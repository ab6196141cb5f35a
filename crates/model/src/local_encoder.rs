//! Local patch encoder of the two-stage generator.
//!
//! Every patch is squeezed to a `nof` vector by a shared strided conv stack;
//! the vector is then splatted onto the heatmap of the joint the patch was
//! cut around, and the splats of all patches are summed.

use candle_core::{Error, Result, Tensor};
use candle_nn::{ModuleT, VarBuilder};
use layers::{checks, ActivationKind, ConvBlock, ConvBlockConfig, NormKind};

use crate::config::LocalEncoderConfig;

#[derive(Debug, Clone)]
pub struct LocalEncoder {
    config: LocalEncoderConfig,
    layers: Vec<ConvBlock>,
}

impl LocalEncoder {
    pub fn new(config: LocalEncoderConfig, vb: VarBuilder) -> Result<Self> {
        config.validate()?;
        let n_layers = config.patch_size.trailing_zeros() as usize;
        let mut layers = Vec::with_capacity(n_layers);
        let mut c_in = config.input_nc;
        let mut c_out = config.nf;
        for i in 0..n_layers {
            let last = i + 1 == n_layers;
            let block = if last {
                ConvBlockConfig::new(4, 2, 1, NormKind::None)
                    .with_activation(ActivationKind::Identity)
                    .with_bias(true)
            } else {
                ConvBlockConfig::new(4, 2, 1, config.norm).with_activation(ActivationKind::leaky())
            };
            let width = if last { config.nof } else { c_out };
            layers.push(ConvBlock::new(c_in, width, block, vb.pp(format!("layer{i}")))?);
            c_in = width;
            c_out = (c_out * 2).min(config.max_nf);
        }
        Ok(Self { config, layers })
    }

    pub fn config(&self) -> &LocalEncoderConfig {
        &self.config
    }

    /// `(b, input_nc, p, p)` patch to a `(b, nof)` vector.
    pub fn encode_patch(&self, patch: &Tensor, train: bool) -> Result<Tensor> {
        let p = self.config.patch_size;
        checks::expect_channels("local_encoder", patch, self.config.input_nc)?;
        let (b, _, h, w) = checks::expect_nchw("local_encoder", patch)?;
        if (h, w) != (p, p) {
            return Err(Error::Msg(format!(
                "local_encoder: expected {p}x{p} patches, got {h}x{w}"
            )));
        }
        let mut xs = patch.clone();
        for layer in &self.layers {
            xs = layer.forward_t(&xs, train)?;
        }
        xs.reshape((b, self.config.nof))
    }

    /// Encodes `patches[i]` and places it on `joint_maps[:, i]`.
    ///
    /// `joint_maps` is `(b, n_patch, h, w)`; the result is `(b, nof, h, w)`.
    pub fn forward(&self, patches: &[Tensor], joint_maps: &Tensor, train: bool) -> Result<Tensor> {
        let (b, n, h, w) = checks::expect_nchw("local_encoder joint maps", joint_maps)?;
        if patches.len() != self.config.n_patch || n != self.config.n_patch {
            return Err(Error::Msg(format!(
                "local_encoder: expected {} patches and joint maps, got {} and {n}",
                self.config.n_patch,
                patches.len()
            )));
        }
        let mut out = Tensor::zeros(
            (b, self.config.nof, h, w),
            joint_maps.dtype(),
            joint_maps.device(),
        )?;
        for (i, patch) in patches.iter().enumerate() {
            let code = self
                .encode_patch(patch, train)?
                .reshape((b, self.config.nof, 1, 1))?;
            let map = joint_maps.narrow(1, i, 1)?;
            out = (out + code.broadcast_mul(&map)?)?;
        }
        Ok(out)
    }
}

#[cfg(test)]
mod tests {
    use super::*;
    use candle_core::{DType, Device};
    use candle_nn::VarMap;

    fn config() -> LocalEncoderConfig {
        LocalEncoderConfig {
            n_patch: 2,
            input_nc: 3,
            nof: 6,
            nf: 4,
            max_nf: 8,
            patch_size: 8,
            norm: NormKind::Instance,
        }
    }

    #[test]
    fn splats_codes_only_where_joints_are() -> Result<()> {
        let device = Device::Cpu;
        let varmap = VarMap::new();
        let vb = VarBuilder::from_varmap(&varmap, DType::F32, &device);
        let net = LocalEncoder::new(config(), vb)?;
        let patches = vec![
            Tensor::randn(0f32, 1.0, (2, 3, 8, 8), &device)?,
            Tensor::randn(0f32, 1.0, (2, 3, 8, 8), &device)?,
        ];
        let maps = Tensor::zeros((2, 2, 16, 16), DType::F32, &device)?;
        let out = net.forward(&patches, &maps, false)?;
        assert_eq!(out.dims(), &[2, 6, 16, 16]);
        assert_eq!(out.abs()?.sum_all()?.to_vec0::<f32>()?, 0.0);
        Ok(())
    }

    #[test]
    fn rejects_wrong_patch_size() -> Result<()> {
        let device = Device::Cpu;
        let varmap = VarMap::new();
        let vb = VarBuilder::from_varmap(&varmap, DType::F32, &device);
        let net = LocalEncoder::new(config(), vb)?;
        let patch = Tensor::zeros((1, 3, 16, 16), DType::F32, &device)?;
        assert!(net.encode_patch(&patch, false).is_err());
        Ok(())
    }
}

========================

• Work task: Print the entries once more, character for character.

• Output:
repository ab6196141cb5f35a
filename crates/model/src/local_encoder.rs
//! Local patch encoder of the two-stage generator.
//!
//! Every patch is squeezed to a `nof` vector by a shared strided conv stack;
//! the vector is then splatted onto the heatmap of the joint the patch was
//! cut around, and the splats of all patches are summed.

use candle_core::{Error, Result, Tensor};
use candle_nn::{ModuleT, VarBuilder};
use layers::{checks, ActivationKind, ConvBlock, ConvBlockConfig, NormKind};

use crate::config::LocalEncoderConfig;

#[derive(Debug, Clone)]
pub struct LocalEncoder {
    config: LocalEncoderConfig,
    layers: Vec<ConvBlock>,
}

impl LocalEncoder {
    pub fn new(config: LocalEncoderConfig, vb: VarBuilder) -> Result<Self> {
        config.validate()?;
        let n_layers = config.patch_size.trailing_zeros() as usize;
        let mut layers = Vec::with_capacity(n_layers);
        let mut c_in = config.input_nc;
        let mut c_out = config.nf;
        for i in 0..n_layers {
            let last = i + 1 == n_layers;
            let block = if last {
                ConvBlockConfig::new(4, 2, 1, NormKind::None)
                    .with_activation(ActivationKind::Identity)
                    .with_bias(true)
            } else {
                ConvBlockConfig::new(4, 2, 1, config.norm).with_activation(ActivationKind::leaky())
            };
            let width = if last { config.nof } else { c_out };
            layers.push(ConvBlock::new(c_in, width, block, vb.pp(format!("layer{i}")))?);
            c_in = width;
            c_out = (c_out * 2).min(config.max_nf);
        }
        Ok(Self { config, layers })
    }

    pub fn config(&self) -> &LocalEncoderConfig {
        &self.config
    }

    /// `(b, input_nc, p, p)` patch to a `(b, nof)` vector.
    pub fn encode_patch(&self, patch: &Tensor, train: bool) -> Result<Tensor> {
        let p = self.config.patch_size;
        checks::expect_channels("local_encoder", patch, self.config.input_nc)?;
        let (b, _, h, w) = checks::expect_nchw("local_encoder", patch)?;
        if (h, w) != (p, p) {
            return Err(Error::Msg(format!(
                "local_encoder: expected {p}x{p} patches, got {h}x{w}"
            )));
        }
        let mut xs = patch.clone();
        for layer in &self.layers {
            xs = layer.forward_t(&xs, train)?;
        }
        xs.reshape((b, self.config.nof))
    }

    /// Encodes `patches[i]` and places it on `joint_maps[:, i]`.
    ///
    /// `joint_maps` is `(b, n_patch, h, w)`; the result is `(b, nof, h, w)`.
    pub fn forward(&self, patches: &[Tensor], joint_maps: &Tensor, train: bool) -> Result<Tensor> {
        let (b, n, h, w) = checks::expect_nchw("local_encoder joint maps", joint_maps)?;
        if patches.len() != self.config.n_patch || n != self.config.n_patch {
            return Err(Error::Msg(format!(
                "local_encoder: expected {} patches and joint maps, got {} and {n}",
                self.config.n_patch,
                patches.len()
            )));
        }
        let mut out = Tensor::zeros(
            (b, self.config.nof, h, w),
            joint_maps.dtype(),
            joint_maps.device(),
        )?;
        for (i, patch) in patches.iter().enumerate() {
            let code = self
                .encode_patch(patch, train)?
                .reshape((b, self.config.nof, 1, 1))?;
            let map = joint_maps.narrow(1, i, 1)?;
            out = (out + code.broadcast_mul(&map)?)?;
        }
        Ok(out)
    }
}

#[cfg(test)]
mod tests {
    use super::*;
    use candle_core::{DType, Device};
    use candle_nn::VarMap;

    fn config() -> LocalEncoderConfig {
        LocalEncoderConfig {
            n_patch: 2,
            input_nc: 3,
            nof: 6,
            nf: 4,
            max_nf: 8,
            patch_size: 8,
            norm: NormKind::Instance,
        }
    }

    #[test]
    fn splats_codes_only_where_joints_are() -> Result<()> {
        let device = Device::Cpu;
        let varmap = VarMap::new();
        let vb = VarBuilder::from_varmap(&varmap, DType::F32, &device);
        let net = LocalEncoder::new(config(), vb)?;
        let patches = vec![
            Tensor::randn(0f32, 1.0, (2, 3, 8, 8), &device)?,
            Tensor::randn(0f32, 1.0, (2, 3, 8, 8), &device)?,
        ];
        let maps = Tensor::zeros((2, 2, 16, 16), DType::F32, &device)?;
        let out = net.forward(&patches, &maps, false)?;
        assert_eq!(out.dims(), &[2, 6, 16, 16]);
        assert_eq!(out.abs()?.sum_all()?.to_vec0::<f32>()?, 0.0);
        Ok(())
    }

    #[test]
    fn rejects_wrong_patch_size() -> Result<()> {
        let device = Device::Cpu;
        let varmap = VarMap::new();
        let vb = VarBuilder::from_varmap(&varmap, DType::F32, &device);
        let net = LocalEncoder::new(config(), vb)?;
        let patch = Tensor::zeros((1, 3, 16, 16), DType::F32, &device)?;
        assert!(net.encode_patch(&patch, false).is_err());
        Ok(())
    }
}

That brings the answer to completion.